-------- TASK INPUTS
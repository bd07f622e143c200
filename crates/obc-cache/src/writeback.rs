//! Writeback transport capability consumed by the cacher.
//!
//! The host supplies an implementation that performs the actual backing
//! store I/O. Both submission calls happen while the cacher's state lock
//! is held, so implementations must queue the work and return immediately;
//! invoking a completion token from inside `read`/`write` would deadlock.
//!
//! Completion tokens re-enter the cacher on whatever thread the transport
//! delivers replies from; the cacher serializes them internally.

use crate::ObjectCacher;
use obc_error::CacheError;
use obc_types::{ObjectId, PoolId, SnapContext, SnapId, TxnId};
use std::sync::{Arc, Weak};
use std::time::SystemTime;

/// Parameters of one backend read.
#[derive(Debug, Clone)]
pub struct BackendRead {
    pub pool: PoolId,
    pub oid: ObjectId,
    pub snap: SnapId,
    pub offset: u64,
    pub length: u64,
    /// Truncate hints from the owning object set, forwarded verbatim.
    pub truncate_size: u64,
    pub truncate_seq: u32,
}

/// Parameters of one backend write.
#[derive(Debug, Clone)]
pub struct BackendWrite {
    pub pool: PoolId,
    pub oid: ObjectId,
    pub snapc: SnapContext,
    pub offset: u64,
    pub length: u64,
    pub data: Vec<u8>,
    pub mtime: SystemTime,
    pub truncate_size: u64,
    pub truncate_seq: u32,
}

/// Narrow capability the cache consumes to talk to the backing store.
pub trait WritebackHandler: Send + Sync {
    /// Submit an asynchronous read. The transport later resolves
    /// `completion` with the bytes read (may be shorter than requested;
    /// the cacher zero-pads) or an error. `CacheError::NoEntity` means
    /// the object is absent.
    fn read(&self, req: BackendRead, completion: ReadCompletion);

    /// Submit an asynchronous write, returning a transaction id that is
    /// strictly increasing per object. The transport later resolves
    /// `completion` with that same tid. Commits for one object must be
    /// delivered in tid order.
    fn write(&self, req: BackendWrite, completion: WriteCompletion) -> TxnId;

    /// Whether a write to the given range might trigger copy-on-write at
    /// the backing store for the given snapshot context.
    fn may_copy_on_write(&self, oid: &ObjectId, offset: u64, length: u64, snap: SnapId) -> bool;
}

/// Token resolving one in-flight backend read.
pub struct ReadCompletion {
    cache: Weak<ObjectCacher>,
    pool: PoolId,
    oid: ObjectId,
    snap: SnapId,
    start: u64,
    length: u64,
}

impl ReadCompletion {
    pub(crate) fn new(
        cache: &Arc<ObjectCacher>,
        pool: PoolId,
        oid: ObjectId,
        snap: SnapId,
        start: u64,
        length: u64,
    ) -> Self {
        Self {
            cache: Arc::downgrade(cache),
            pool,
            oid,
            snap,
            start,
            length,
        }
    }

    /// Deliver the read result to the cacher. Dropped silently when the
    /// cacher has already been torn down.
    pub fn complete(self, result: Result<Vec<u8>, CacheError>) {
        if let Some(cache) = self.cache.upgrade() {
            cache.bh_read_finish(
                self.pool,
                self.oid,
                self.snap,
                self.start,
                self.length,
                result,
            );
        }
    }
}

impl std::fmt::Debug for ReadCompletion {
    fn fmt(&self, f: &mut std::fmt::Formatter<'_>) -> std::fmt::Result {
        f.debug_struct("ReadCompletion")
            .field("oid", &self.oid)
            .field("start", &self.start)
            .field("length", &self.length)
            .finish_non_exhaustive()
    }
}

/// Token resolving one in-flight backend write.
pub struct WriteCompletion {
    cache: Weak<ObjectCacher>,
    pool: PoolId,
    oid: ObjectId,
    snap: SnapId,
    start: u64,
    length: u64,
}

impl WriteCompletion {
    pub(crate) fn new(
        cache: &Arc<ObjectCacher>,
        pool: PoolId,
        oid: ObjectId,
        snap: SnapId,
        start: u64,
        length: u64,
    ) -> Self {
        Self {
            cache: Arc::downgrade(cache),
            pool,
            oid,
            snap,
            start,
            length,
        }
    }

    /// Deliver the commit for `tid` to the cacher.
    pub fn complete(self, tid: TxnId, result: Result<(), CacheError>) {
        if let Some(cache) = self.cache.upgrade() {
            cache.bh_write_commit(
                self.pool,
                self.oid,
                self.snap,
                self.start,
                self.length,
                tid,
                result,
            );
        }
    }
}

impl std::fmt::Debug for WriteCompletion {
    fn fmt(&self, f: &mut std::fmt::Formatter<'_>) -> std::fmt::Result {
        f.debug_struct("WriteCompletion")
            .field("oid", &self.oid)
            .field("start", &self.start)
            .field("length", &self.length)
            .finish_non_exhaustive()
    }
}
----------------
• **WORK REQUIRED**: What is wanted is every line from the first line of the entries through the line that contains "thread the transport", given again exactly.

• **ANSWER BOX**:
repository bd07f622e143c200
filename crates/obc-cache/src/writeback.rs
//! Writeback transport capability consumed by the cacher.
//!
//! The host supplies an implementation that performs the actual backing
//! store I/O. Both submission calls happen while the cacher's state lock
//! is held, so implementations must queue the work and return immediately;
//! invoking a completion token from inside `read`/`write` would deadlock.
//!
//! Completion tokens re-enter the cacher on whatever thread the transport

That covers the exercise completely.